Work request: Filter the entries below, keeping only lines with the word "ApiError".

Recorded information:
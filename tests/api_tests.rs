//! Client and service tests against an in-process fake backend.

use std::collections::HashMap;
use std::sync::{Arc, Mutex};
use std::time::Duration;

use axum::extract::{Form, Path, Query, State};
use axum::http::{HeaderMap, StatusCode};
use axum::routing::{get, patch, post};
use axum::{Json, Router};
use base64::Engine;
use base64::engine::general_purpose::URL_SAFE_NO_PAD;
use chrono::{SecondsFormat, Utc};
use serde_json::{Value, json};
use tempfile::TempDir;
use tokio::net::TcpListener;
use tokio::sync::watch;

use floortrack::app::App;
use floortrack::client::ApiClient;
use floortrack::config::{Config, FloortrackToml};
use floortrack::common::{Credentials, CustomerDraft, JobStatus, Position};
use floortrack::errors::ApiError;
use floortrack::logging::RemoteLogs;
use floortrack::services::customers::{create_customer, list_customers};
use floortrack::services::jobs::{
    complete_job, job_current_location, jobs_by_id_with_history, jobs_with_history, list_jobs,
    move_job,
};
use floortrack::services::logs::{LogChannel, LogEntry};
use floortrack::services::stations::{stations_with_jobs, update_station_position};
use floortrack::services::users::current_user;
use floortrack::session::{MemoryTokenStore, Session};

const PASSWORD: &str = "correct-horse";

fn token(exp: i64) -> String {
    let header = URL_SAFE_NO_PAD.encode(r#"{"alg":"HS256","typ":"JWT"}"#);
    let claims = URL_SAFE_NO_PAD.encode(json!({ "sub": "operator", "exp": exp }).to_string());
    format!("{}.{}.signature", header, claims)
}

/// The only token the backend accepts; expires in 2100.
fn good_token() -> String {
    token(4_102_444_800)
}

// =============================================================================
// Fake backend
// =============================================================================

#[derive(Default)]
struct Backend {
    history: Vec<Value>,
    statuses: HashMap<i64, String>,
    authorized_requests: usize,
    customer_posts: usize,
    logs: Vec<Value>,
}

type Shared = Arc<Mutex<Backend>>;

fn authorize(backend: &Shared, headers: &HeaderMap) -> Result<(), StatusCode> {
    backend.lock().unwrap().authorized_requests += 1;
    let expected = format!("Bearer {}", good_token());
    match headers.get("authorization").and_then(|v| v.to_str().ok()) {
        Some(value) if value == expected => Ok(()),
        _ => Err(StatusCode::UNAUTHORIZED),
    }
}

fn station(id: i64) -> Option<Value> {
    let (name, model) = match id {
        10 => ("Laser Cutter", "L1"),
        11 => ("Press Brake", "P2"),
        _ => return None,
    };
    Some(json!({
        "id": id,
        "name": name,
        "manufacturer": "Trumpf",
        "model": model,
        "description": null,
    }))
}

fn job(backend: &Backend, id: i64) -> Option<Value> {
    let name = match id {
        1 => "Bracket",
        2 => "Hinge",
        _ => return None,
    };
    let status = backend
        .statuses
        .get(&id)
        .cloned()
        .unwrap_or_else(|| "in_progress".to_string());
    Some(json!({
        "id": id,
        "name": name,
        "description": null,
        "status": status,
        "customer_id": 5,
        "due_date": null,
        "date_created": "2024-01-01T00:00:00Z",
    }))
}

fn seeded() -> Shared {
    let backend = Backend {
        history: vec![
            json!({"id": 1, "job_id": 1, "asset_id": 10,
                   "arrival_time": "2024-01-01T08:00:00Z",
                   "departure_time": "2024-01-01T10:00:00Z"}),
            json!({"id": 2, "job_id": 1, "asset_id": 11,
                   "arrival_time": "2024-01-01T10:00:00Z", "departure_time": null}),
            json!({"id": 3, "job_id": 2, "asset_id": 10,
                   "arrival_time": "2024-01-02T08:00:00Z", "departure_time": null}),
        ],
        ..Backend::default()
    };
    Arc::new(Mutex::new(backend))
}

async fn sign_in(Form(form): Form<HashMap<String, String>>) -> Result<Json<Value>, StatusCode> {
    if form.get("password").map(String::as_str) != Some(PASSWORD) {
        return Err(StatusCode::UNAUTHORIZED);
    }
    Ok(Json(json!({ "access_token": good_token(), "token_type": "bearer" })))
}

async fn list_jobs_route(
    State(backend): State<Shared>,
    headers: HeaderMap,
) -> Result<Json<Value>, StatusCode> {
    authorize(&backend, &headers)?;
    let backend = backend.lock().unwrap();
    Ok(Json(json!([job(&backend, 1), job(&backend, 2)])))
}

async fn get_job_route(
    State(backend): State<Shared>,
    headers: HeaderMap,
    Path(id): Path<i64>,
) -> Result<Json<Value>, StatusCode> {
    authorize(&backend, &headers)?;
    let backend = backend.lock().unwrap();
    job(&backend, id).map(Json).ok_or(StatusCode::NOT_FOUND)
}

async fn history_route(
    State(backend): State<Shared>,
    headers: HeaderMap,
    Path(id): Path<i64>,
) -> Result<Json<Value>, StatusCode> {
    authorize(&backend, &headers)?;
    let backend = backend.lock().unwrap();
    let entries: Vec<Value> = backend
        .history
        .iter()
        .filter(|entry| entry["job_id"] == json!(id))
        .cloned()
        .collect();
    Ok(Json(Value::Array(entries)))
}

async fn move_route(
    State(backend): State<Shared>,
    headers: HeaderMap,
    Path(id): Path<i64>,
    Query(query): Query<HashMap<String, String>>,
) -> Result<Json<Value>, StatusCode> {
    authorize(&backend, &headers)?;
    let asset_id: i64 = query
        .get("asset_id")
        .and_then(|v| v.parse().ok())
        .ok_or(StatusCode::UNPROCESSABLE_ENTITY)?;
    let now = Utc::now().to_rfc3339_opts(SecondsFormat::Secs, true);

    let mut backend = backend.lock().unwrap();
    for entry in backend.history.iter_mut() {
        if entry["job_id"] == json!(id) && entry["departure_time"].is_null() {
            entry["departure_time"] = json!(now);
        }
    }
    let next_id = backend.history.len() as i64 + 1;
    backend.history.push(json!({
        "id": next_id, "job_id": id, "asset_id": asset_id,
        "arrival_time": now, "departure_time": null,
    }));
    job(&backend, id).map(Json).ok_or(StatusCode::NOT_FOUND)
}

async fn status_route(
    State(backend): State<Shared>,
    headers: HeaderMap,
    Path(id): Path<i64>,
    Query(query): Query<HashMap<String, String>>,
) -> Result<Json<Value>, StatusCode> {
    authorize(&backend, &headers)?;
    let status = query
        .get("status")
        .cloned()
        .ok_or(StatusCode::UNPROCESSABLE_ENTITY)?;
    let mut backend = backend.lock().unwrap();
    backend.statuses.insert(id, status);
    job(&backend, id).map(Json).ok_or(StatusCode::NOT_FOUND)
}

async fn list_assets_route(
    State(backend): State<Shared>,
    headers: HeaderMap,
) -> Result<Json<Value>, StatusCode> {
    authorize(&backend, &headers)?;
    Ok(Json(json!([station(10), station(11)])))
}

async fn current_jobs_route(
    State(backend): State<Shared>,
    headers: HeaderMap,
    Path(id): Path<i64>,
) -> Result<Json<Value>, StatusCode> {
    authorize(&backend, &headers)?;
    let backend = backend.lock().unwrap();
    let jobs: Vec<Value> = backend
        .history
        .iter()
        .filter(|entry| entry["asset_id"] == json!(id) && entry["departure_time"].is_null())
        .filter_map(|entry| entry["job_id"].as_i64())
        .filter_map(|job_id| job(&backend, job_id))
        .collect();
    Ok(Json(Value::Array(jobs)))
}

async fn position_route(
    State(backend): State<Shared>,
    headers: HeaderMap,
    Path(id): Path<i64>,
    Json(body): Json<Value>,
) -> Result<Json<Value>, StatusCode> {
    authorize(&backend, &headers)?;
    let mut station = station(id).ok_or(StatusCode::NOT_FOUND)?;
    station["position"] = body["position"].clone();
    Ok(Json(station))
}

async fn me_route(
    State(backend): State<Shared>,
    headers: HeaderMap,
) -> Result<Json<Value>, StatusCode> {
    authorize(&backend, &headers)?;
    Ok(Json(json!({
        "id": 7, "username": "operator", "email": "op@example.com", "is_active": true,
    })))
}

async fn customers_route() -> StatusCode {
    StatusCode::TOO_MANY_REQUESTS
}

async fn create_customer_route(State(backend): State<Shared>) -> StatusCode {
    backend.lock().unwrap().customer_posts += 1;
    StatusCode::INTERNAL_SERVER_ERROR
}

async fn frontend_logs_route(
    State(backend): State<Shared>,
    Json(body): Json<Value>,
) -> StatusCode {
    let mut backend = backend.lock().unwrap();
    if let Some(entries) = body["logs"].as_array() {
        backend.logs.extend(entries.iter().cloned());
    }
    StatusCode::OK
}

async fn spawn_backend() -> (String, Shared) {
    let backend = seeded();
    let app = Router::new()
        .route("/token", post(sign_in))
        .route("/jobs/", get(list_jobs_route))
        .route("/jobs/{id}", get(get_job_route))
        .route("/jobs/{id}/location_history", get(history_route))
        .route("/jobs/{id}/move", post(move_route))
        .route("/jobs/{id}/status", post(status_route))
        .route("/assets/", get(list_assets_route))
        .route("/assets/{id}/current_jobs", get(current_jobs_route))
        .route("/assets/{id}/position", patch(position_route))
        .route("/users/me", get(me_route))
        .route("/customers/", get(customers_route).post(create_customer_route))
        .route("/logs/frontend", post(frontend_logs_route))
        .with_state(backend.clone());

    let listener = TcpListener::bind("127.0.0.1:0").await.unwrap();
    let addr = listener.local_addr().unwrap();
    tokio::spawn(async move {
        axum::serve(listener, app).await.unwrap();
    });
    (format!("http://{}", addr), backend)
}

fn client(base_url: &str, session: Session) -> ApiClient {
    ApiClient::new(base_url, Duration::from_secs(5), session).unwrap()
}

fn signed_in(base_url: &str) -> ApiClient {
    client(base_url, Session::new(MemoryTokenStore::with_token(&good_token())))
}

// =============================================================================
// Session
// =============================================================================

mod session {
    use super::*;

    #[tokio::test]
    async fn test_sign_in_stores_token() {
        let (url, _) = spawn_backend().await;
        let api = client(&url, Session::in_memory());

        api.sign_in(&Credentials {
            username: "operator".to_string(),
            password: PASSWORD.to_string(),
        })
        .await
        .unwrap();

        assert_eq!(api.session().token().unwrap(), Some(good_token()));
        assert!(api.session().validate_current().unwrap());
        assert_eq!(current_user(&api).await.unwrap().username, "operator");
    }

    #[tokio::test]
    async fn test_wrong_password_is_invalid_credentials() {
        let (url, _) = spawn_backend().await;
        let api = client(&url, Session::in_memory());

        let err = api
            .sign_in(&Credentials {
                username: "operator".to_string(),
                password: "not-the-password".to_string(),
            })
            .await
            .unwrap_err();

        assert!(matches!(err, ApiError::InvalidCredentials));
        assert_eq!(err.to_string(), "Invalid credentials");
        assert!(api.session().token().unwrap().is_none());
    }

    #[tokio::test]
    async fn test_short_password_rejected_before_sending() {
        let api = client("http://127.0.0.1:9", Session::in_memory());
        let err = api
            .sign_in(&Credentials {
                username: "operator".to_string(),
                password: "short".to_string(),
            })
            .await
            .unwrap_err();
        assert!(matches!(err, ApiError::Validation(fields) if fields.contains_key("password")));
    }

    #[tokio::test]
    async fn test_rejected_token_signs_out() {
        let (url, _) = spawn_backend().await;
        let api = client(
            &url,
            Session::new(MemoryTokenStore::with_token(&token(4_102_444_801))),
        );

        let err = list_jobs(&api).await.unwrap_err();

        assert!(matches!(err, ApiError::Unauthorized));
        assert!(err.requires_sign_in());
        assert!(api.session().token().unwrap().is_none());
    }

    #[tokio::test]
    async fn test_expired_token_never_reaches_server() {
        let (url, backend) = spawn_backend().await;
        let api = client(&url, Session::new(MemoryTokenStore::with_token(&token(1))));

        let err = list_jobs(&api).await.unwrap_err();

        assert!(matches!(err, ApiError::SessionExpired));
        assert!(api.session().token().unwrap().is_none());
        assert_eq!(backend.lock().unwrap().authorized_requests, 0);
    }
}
...
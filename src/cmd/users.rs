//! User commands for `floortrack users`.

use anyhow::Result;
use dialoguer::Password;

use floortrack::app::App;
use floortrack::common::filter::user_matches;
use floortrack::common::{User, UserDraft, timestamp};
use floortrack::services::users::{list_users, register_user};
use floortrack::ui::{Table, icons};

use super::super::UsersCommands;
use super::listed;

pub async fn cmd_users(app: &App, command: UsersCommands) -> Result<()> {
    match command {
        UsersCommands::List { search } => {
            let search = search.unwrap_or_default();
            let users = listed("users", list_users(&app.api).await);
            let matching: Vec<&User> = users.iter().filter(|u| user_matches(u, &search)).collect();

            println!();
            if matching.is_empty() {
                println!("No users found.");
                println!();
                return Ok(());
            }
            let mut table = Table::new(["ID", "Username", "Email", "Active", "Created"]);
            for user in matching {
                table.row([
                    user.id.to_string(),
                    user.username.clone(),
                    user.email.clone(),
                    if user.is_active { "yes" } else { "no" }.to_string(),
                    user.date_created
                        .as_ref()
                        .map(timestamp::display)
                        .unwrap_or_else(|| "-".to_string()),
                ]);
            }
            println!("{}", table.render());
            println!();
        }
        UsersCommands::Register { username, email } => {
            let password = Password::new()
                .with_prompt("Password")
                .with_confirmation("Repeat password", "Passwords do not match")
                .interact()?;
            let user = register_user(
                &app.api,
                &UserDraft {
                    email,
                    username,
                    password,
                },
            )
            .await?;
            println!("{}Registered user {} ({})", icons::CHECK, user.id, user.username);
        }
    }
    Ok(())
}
---
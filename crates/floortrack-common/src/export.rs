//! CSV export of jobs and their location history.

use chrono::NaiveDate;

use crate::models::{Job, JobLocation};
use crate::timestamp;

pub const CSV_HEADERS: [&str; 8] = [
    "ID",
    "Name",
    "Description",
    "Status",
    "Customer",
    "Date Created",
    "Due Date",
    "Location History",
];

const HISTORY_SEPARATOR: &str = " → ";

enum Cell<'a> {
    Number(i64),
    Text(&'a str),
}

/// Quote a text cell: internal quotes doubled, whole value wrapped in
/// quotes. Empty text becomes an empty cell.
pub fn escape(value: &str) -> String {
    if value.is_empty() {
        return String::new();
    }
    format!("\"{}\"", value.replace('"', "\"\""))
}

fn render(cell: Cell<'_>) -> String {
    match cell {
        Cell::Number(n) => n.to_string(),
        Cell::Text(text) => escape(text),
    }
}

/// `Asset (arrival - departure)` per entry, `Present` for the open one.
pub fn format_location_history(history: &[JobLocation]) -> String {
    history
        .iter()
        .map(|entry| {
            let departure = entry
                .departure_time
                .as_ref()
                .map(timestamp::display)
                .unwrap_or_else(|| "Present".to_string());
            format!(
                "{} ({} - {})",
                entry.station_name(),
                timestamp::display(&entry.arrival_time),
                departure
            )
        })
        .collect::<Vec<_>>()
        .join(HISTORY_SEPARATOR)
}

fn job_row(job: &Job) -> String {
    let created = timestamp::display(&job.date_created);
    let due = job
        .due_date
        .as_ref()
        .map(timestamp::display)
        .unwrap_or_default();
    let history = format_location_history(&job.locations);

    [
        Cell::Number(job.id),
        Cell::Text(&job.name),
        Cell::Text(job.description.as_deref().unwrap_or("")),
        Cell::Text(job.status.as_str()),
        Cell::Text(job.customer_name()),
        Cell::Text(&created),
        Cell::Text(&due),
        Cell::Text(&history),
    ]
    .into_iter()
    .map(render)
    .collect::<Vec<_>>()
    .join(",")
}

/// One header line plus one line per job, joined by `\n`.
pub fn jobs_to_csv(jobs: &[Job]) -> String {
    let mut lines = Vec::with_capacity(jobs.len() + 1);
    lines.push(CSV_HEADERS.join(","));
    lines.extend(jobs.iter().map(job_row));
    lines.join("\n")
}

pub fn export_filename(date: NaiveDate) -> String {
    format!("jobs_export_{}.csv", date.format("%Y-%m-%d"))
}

Reply to the exercise:
use floortrack::errors::ApiError;
        assert!(matches!(err, ApiError::InvalidCredentials));
        assert!(matches!(err, ApiError::Validation(fields) if fields.contains_key("password")));
        assert!(matches!(err, ApiError::Unauthorized));
        assert!(matches!(err, ApiError::SessionExpired));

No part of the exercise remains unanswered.